_Task_. From the first line to the last, give the listing again exactly.

_Provided records_.
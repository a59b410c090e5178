//! Drives a complete purchase through the HTTP API, backed by a real SQLite database.
use std::env::temp_dir;

use actix_web::{http::StatusCode, web, web::ServiceConfig};
use chrono::Utc;
use sepay_engine::{events::EventProducers, OrderFlowApi, SqliteDatabase};
use serde_json::Value;

use super::helpers::{get_request, post_request};
use crate::{
    middleware::ApiKeyMiddlewareFactory,
    routes::{CheckPaymentStatusRoute, CreateOrderRoute, OrderByIdRoute, SepayWebhookRoute},
};

async fn new_database() -> SqliteDatabase {
    let nonce = Utc::now().timestamp_nanos_opt().unwrap_or_default();
    let path = temp_dir().join(format!("spg_server_flow_{}_{nonce}.db", std::process::id()));
    let url = format!("sqlite://{}", path.display());
    SqliteDatabase::new_with_url(&url, 5).await.expect("Error creating database")
}

fn configure(db: SqliteDatabase) -> impl FnOnce(&mut ServiceConfig) {
    move |cfg| {
        let api = OrderFlowApi::new(db, EventProducers::default());
        cfg.service(CreateOrderRoute::<SqliteDatabase>::new())
            .service(OrderByIdRoute::<SqliteDatabase>::new())
            .service(CheckPaymentStatusRoute::<SqliteDatabase>::new())
            .service(SepayWebhookRoute::<SqliteDatabase>::new(ApiKeyMiddlewareFactory::new(None)))
            .app_data(web::Data::new(api));
    }
}

fn webhook_payload(content: &str, amount: i64) -> String {
    serde_json::json!({
        "id": 1,
        "gateway": "MBBank",
        "transactionDate": "2024-10-19 11:00:00",
        "accountNumber": "0903252427",
        "content": content,
        "transferType": "in",
        "transferAmount": amount,
        "accumulated": 5_000_000,
        "referenceCode": "FT24293000042",
    })
    .to_string()
}

async fn payment_status(db: &SqliteDatabase, order_id: i64) -> (StatusCode, String) {
    let request = format!(r#"{{"order_id": {order_id}}}"#);
    post_request("/check-payment-status", &request, &[], configure(db.clone())).await
}

#[actix_web::test]
async fn order_is_paid_by_matching_transfer() {
    let _ = env_logger::try_init();
    let db = new_database().await;

    let (status, body) = post_request("/orders", r#"{"total": "3000"}"#, &[], configure(db.clone())).await;
    assert_eq!(status, StatusCode::OK);
    let body: Value = serde_json::from_str(&body).unwrap();
    let order_id = body["order_id"].as_i64().expect("order_id should be a number");
    assert_eq!(body["order"]["payment_status"], "Unpaid");
    assert_eq!(payment_status(&db, order_id).await.1, r#"{"payment_status":"Unpaid"}"#);

    // The wrong amount does not pay for the order
    let payload = webhook_payload(&format!("CT DH{order_id} thanh toan"), 2000);
    let (status, body) = post_request("/sepay-webhook", &payload, &[], configure(db.clone())).await;
    assert_eq!(status, StatusCode::NOT_FOUND);
    assert_eq!(body, format!(r#"{{"success":false,"message":"Order not found. Order_id: {order_id}"}}"#));
    assert_eq!(payment_status(&db, order_id).await.1, r#"{"payment_status":"Unpaid"}"#);

    let payload = webhook_payload(&format!("CT DH{order_id} thanh toan"), 3000);
    let (status, body) = post_request("/sepay-webhook", &payload, &[], configure(db.clone())).await;
    assert_eq!(status, StatusCode::OK);
    assert_eq!(body, r#"{"success":true}"#);
    assert_eq!(payment_status(&db, order_id).await.1, r#"{"payment_status":"Paid"}"#);

    // A repeat notification finds no unpaid order
    let (status, _) = post_request("/sepay-webhook", &payload, &[], configure(db.clone())).await;
    assert_eq!(status, StatusCode::NOT_FOUND);

    let (status, body) = get_request(&format!("/orders/{order_id}"), configure(db.clone())).await;
    assert_eq!(status, StatusCode::OK);
    let body: Value = serde_json::from_str(&body).unwrap();
    assert_eq!(body["order"]["payment_status"], "Paid");
    assert_eq!(body["order"]["total"], 3000);
}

_Response box_.
repository a59b410c090e5178
//! Drives a complete purchase through the HTTP API, backed by a real SQLite database.
use std::env::temp_dir;

use actix_web::{http::StatusCode, web, web::ServiceConfig};
use chrono::Utc;
use sepay_engine::{events::EventProducers, OrderFlowApi, SqliteDatabase};
use serde_json::Value;

use super::helpers::{get_request, post_request};
use crate::{
    middleware::ApiKeyMiddlewareFactory,
    routes::{CheckPaymentStatusRoute, CreateOrderRoute, OrderByIdRoute, SepayWebhookRoute},
};

async fn new_database() -> SqliteDatabase {
    let nonce = Utc::now().timestamp_nanos_opt().unwrap_or_default();
    let path = temp_dir().join(format!("spg_server_flow_{}_{nonce}.db", std::process::id()));
    let url = format!("sqlite://{}", path.display());
    SqliteDatabase::new_with_url(&url, 5).await.expect("Error creating database")
}

fn configure(db: SqliteDatabase) -> impl FnOnce(&mut ServiceConfig) {
    move |cfg| {
        let api = OrderFlowApi::new(db, EventProducers::default());
        cfg.service(CreateOrderRoute::<SqliteDatabase>::new())
            .service(OrderByIdRoute::<SqliteDatabase>::new())
            .service(CheckPaymentStatusRoute::<SqliteDatabase>::new())
            .service(SepayWebhookRoute::<SqliteDatabase>::new(ApiKeyMiddlewareFactory::new(None)))
            .app_data(web::Data::new(api));
    }
}

fn webhook_payload(content: &str, amount: i64) -> String {
    serde_json::json!({
        "id": 1,
        "gateway": "MBBank",
        "transactionDate": "2024-10-19 11:00:00",
        "accountNumber": "0903252427",
        "content": content,
        "transferType": "in",
        "transferAmount": amount,
        "accumulated": 5_000_000,
        "referenceCode": "FT24293000042",
    })
    .to_string()
}

async fn payment_status(db: &SqliteDatabase, order_id: i64) -> (StatusCode, String) {
    let request = format!(r#"{{"order_id": {order_id}}}"#);
    post_request("/check-payment-status", &request, &[], configure(db.clone())).await
}

#[actix_web::test]
async fn order_is_paid_by_matching_transfer() {
    let _ = env_logger::try_init();
    let db = new_database().await;

    let (status, body) = post_request("/orders", r#"{"total": "3000"}"#, &[], configure(db.clone())).await;
    assert_eq!(status, StatusCode::OK);
    let body: Value = serde_json::from_str(&body).unwrap();
    let order_id = body["order_id"].as_i64().expect("order_id should be a number");
    assert_eq!(body["order"]["payment_status"], "Unpaid");
    assert_eq!(payment_status(&db, order_id).await.1, r#"{"payment_status":"Unpaid"}"#);

    // The wrong amount does not pay for the order
    let payload = webhook_payload(&format!("CT DH{order_id} thanh toan"), 2000);
    let (status, body) = post_request("/sepay-webhook", &payload, &[], configure(db.clone())).await;
    assert_eq!(status, StatusCode::NOT_FOUND);
    assert_eq!(body, format!(r#"{{"success":false,"message":"Order not found. Order_id: {order_id}"}}"#));
    assert_eq!(payment_status(&db, order_id).await.1, r#"{"payment_status":"Unpaid"}"#);

    let payload = webhook_payload(&format!("CT DH{order_id} thanh toan"), 3000);
    let (status, body) = post_request("/sepay-webhook", &payload, &[], configure(db.clone())).await;
    assert_eq!(status, StatusCode::OK);
    assert_eq!(body, r#"{"success":true}"#);
    assert_eq!(payment_status(&db, order_id).await.1, r#"{"payment_status":"Paid"}"#);

    // A repeat notification finds no unpaid order
    let (status, _) = post_request("/sepay-webhook", &payload, &[], configure(db.clone())).await;
    assert_eq!(status, StatusCode::NOT_FOUND);

    let (status, body) = get_request(&format!("/orders/{order_id}"), configure(db.clone())).await;
    assert_eq!(status, StatusCode::OK);
    let body: Value = serde_json::from_str(&body).unwrap();
    assert_eq!(body["order"]["payment_status"], "Paid");
    assert_eq!(body["order"]["total"], 3000);
}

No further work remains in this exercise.